If the computer is new, there may be driver updates on their site rather than having to search the sites of the display and other manufacturers separately.


----------



## jskelly4693 (Apr 13, 2007)

Vista just came out, and even though your laptop is new, the drivers that are on there are probably old versions of the driver from back in the Vista Beta days.
As Elvandil said, the Microsoft Windows Publisher drivers are just a generic type of drivers, to either get you all your colors for your video, to get your sound, or get you online. They are just a base set of drivers that have limited functionality. To get all of the features out of your equipment, you need the real drivers.

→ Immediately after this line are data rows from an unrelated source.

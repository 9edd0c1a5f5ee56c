// Compression backends for container payloads.
//
// Provides a `Codec` trait with three flate2-backed implementations:
//   - Gzip (the container payload format, and the first fallback stage)
//   - Zlib (deflate with a zlib header, accepted by the deflate stage)
//   - Raw deflate (no header, accepted by the deflate stage)
//
// A truncated stream is always an error. What may follow a complete stream
// differs per format:
//   - gzip: further members, or trailing zero padding
//   - zlib: anything (the Adler-32 trailer already vouches for the stream)
//   - raw deflate: nothing; with no header or checksum, full consumption is
//     the only thing keeping arbitrary files out of the deflate stage

use std::io::{self, Read, Write};

use flate2::{Compression, Decompress, FlushDecompress, Status};

/// Output growth step for inflate.
const INFLATE_CHUNK: usize = 32 * 1024;

/// Default compression level, matching zlib's.
pub const DEFAULT_LEVEL: u32 = 6;

// ---------------------------------------------------------------------------
// Codec trait
// ---------------------------------------------------------------------------

/// A one-shot compressor/decompressor over in-memory buffers.
///
/// # Implementing a custom codec
///
/// ```no_run
/// use metagz::container::codec::Codec;
///
/// struct Identity;
///
/// impl Codec for Identity {
///     fn name(&self) -> &'static str { "identity" }
///     fn compress(&self, data: &[u8]) -> std::io::Result<Vec<u8>> {
///         Ok(data.to_vec())
///     }
///     fn decompress(&self, data: &[u8]) -> std::io::Result<Vec<u8>> {
///         Ok(data.to_vec())
///     }
/// }
/// ```
pub trait Codec: Send + Sync {
    /// Short name used in log lines and error messages.
    fn name(&self) -> &'static str;

    /// Compress `data` into a complete stream.
    fn compress(&self, data: &[u8]) -> io::Result<Vec<u8>>;

    /// Decompress a complete stream. Fails on truncated input.
    fn decompress(&self, data: &[u8]) -> io::Result<Vec<u8>>;
}

// ---------------------------------------------------------------------------
// Gzip
// ---------------------------------------------------------------------------

/// Gzip (RFC 1952). Accepts concatenated members and trailing zero padding
/// on decompress.
#[derive(Debug, Clone, Copy)]
pub struct GzipCodec {
    level: Compression,
}

impl GzipCodec {
    /// Create a gzip codec with the given compression level (0-9).
    pub fn new(level: u32) -> Self {
        Self {
            level: Compression::new(level.min(9)),
        }
    }
}

impl Default for GzipCodec {
    fn default() -> Self {
        Self::new(DEFAULT_LEVEL)
    }
}

impl Codec for GzipCodec {
    fn name(&self) -> &'static str {
        "gzip"
    }

    fn compress(&self, data: &[u8]) -> io::Result<Vec<u8>> {
        use flate2::write::GzEncoder;

        let mut encoder = GzEncoder::new(Vec::with_capacity(data.len() / 2 + 32), self.level);
        encoder.write_all(data)?;
        encoder.finish()
    }

    fn decompress(&self, data: &[u8]) -> io::Result<Vec<u8>> {
        use flate2::bufread::GzDecoder;

        if data.is_empty() {
            return Err(io::Error::new(
                io::ErrorKind::UnexpectedEof,
                "empty input has no gzip header",
            ));
        }

        // One member per pass; the bufread decoder leaves `input` positioned
        // right after the member trailer. Zero padding after the last member
        // is tolerated, any other leftover must parse as another member.
        let mut input = data;
        let mut output = Vec::new();
        loop {
            GzDecoder::new(&mut input).read_to_end(&mut output)?;
            if input.iter().all(|&b| b == 0) {
                break;
            }
        }
        Ok(output)
    }
}

// ---------------------------------------------------------------------------
// Zlib
// ---------------------------------------------------------------------------

/// Deflate with a zlib header and Adler-32 trailer (RFC 1950).
#[derive(Debug, Clone, Copy)]
pub struct ZlibCodec {
    level: Compression,
}

impl ZlibCodec {
    /// Create a zlib codec with the given compression level (0-9).
    pub fn new(level: u32) -> Self {
        Self {
            level: Compression::new(level.min(9)),
        }
    }
}

impl Default for ZlibCodec {
    fn default() -> Self {
        Self::new(DEFAULT_LEVEL)
    }
}

impl Codec for ZlibCodec {
    fn name(&self) -> &'static str {
        "zlib"
    }

    fn compress(&self, data: &[u8]) -> io::Result<Vec<u8>> {
        use flate2::write::ZlibEncoder;

        let mut encoder = ZlibEncoder::new(Vec::new(), self.level);
        encoder.write_all(data)?;
        encoder.finish()
    }

    fn decompress(&self, data: &[u8]) -> io::Result<Vec<u8>> {
        inflate(data, true)
    }
}

// ---------------------------------------------------------------------------
// Raw deflate
// ---------------------------------------------------------------------------

/// Headerless deflate (RFC 1951).
#[derive(Debug, Clone, Copy)]
pub struct RawDeflateCodec {
    level: Compression,
}

impl RawDeflateCodec {
    /// Create a raw deflate codec with the given compression level (0-9).
    pub fn new(level: u32) -> Self {
        Self {
            level: Compression::new(level.min(9)),
        }
    }
}

impl Default for RawDeflateCodec {
    fn default() -> Self {
        Self::new(DEFAULT_LEVEL)
    }
}

impl Codec for RawDeflateCodec {
    fn name(&self) -> &'static str {
        "deflate"
    }

    fn compress(&self, data: &[u8]) -> io::Result<Vec<u8>> {
        use flate2::write::DeflateEncoder;

        let mut encoder = DeflateEncoder::new(Vec::new(), self.level);
        encoder.write_all(data)?;
        encoder.finish()
    }

    fn decompress(&self, data: &[u8]) -> io::Result<Vec<u8>> {
        inflate(data, false)
    }
}

// ---------------------------------------------------------------------------
// Helpers
// ---------------------------------------------------------------------------

/// Inflate a zlib or raw deflate stream. A raw stream must end exactly at the
/// end of `data`; a zlib stream may be followed by arbitrary bytes.
///
/// Drives `Decompress` directly instead of a `Read` adapter: the deflate
/// adapters report a clean EOF on a truncated stream, which would let any
/// input that starts with a plausible block header "succeed". (The gzip
/// decoder catches truncation through its trailer.)
fn inflate(data: &[u8], zlib_header: bool) -> io::Result<Vec<u8>> {
    let mut state = Decompress::new(zlib_header);
    let mut output = Vec::with_capacity(data.len().saturating_mul(2).max(64));

    loop {
        if output.len() == output.capacity() {
            output.reserve(INFLATE_CHUNK);
        }

        let before_in = state.total_in();
        let before_out = state.total_out();
        let status = state
            .decompress_vec(
                &data[before_in as usize..],
                &mut output,
                FlushDecompress::Finish,
            )
            .map_err(|e| io::Error::new(io::ErrorKind::InvalidData, e))?;

        match status {
            Status::StreamEnd => break,
            Status::Ok | Status::BufError => {
                if state.total_in() == before_in && state.total_out() == before_out {
                    return Err(io::Error::new(
                        io::ErrorKind::UnexpectedEof,
                        "deflate stream ended before its final block",
                    ));
                }
            }
        }
    }

    if !zlib_header {
        ensure_consumed(data.len() - state.total_in() as usize)?;
    }
    Ok(output)
}

fn ensure_consumed(remaining: usize) -> io::Result<()> {
    if remaining == 0 {
        Ok(())
    } else {
        Err(io::Error::new(
            io::ErrorKind::InvalidData,
            format!("{remaining} trailing bytes after end of stream"),
        ))
    }
}

// ---------------------------------------------------------------------------
// Tests
// ---------------------------------------------------------------------------
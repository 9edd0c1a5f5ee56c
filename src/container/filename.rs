// Filename handling for decoded payloads.

/// Name used when no usable filename can be derived.
pub const DEFAULT_FILENAME: &str = "decompressed";

/// Characters that are unsafe in a path segment on common filesystems.
const RESERVED: &[char] = &['<', '>', ':', '"', '/', '\\', '|', '?', '*'];

/// Replace reserved characters and C0 control characters (U+0000..U+001F)
/// with `_`.
///
/// ```
/// use metagz::container::filename::sanitize;
/// assert_eq!(sanitize("a<b>c:d\"e"), "a_b_c_d_e");
/// ```
pub fn sanitize(name: &str) -> String {
    name.chars()
        .map(|c| {
            if RESERVED.contains(&c) || (c as u32) < 0x20 {
                '_'
            } else {
                c
            }
        })
        .collect()
}

/// Strip one trailing `.gz` (case-sensitive).
pub fn strip_gz_suffix(name: &str) -> &str {
    name.strip_suffix(".gz").unwrap_or(name)
}

/// Filename for a payload recovered from a bare gzip or deflate stream.
///
/// Uses the caller's filename with one `.gz` removed, or
/// [`DEFAULT_FILENAME`] when that leaves nothing.
pub fn fallback_name(fallback: &str) -> String {
    match strip_gz_suffix(fallback) {
        "" => DEFAULT_FILENAME.to_owned(),
        name => name.to_owned(),
    }
}

#[cfg(test)]
mod tests {
    use super::*;

    #[test]
    fn reserved_characters_replaced() {
        assert_eq!(sanitize("a<b>c:d\"e"), "a_b_c_d_e");
        assert_eq!(sanitize("dir/sub\\file|x?y*z"), "dir_sub_file_x_y_z");
    }

    #[test]
    fn control_characters_replaced() {
        assert_eq!(sanitize("tab\there\nnul\0end"), "tab_here_nul_end");
        assert_eq!(sanitize("\u{1f}"), "_");
        // DEL and non-ASCII are left alone.
        assert_eq!(sanitize("x\u{7f}"), "x\u{7f}");
        assert_eq!(sanitize("résumé 報告.pdf"), "résumé 報告.pdf");
    }

    #[test]
    fn safe_names_unchanged() {
        assert_eq!(sanitize("hi.txt"), "hi.txt");
        assert_eq!(sanitize(""), "");
    }

    #[test]
    fn gz_suffix_stripped_once() {
        assert_eq!(strip_gz_suffix("data.txt.gz"), "data.txt");
        assert_eq!(strip_gz_suffix("data.gz.gz"), "data.gz");
        assert_eq!(strip_gz_suffix("data.GZ"), "data.GZ");
        assert_eq!(strip_gz_suffix("data.tgz"), "data.tgz");
        assert_eq!(strip_gz_suffix("gz"), "gz");
    }

    #[test]
    fn fallback_never_empty() {
        assert_eq!(fallback_name("notes.txt.gz"), "notes.txt");
        assert_eq!(fallback_name("notes.bin"), "notes.bin");
        assert_eq!(fallback_name(".gz"), DEFAULT_FILENAME);
        assert_eq!(fallback_name(""), DEFAULT_FILENAME);
    }
}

Find out what kind of video card you have - Your computer manufacturer should be able to tell you that, or post your Make an d Model here, and I'll look it up for you. (nVidia, Intel, ATI), and go directly to their sites and download
nVidia
http://www.nvidia.com/content/drivers/drivers.asp

ATI
http://ati.amd.com/support/driver.html

Intel
http://downloadfinder.intel.com/scripts-df-external/Support_Intel.aspx

Good Luck! Let us know how it goes! We should be able to get you up and running soon so your son will be able to play


----------



## Elvandil (Aug 1, 2003)

PS. If you go to Start > Run, and type:
dxdiag
you will get information on your video.


----------



## CelestialStarr (Apr 14, 2007)

I suppose I don't know as much about pc's as I thought I did. I ran dxdiag. I don't know what I'm looking for. I have a compact presario v6000 laptop with intel centrino core 2 duo T5200 1.60 GHz(2CPUs), 2038mb ram, Directx10,
drivers- igdumd32.dll; version 7.14.0010.1114
Does this information help, you help, me?
Any advise?


----------



## Elvandil (Aug 1, 2003)

There are 20 different V6000 Presarios. If you can pick yours from the list, you can find all the most recent software and drivers for it:

http://h20180.www2.hp.com/apps/Look...163-1&h_pagetype=s-002&h_query=presario+v6000


----------



## jskelly4693 (Apr 13, 2007)

igdumd32.dll = Intel video card

Do the link above that Elvandil posted, or go to the Intel site I posted above. Both will work good.


----------



## CelestialStarr (Apr 14, 2007)

okay I have downloaded all updated drivers for my laptop. I used your link and updated the driver for the video card. I still recieved the same error message. My son and I went to Circuit City today to spend his allowance. They had eq2 classic, and Fate on sale for $9.99. I bought it in hopes that after installion of the cd version the game would work. I thought maybe that the downloaded version was why I was having trouble. Before installing the game on my laptop, I disk clean up and defragmenting and so on. Then installed the 5 cds. Everything went great. Launchpad actually loaded. No more image errors. The Launchpad began updating and then it says download I click download and it starts to download then it says download cancelled. Well I know I have 88% free space on Drive C and 12% free space on D. I don't think it is memory. I also checked Windows xp compatibility on properties. Still same thing. I didn't get an error message. I took the disks to my desktop and nothing has changed I still get the Fatal Error message. So same issue, new problem. Each time I post I feel a little more dumb.Thank you everyone.


----------



## CelestialStarr (Apr 14, 2007)

I fixed the problem with my laptop.  In order to get the game to work w/windows vista I had to do the following: Erased the downloaded zip file. Bought and installed the cds, Update drivers, run in compatibily mode(windows xp service pack 2), run program as administrator, and stop all startup programs. Now the game is working great. I need to fix my desktop now. I get a fatal error message "Everquest II has experienced an unrecoverable error and needs to shutdown" "failed to create D3D device Intel (R) 82810E Graphics Controller." Any advice would be appreciated. Thank you all for your help.:up:


----------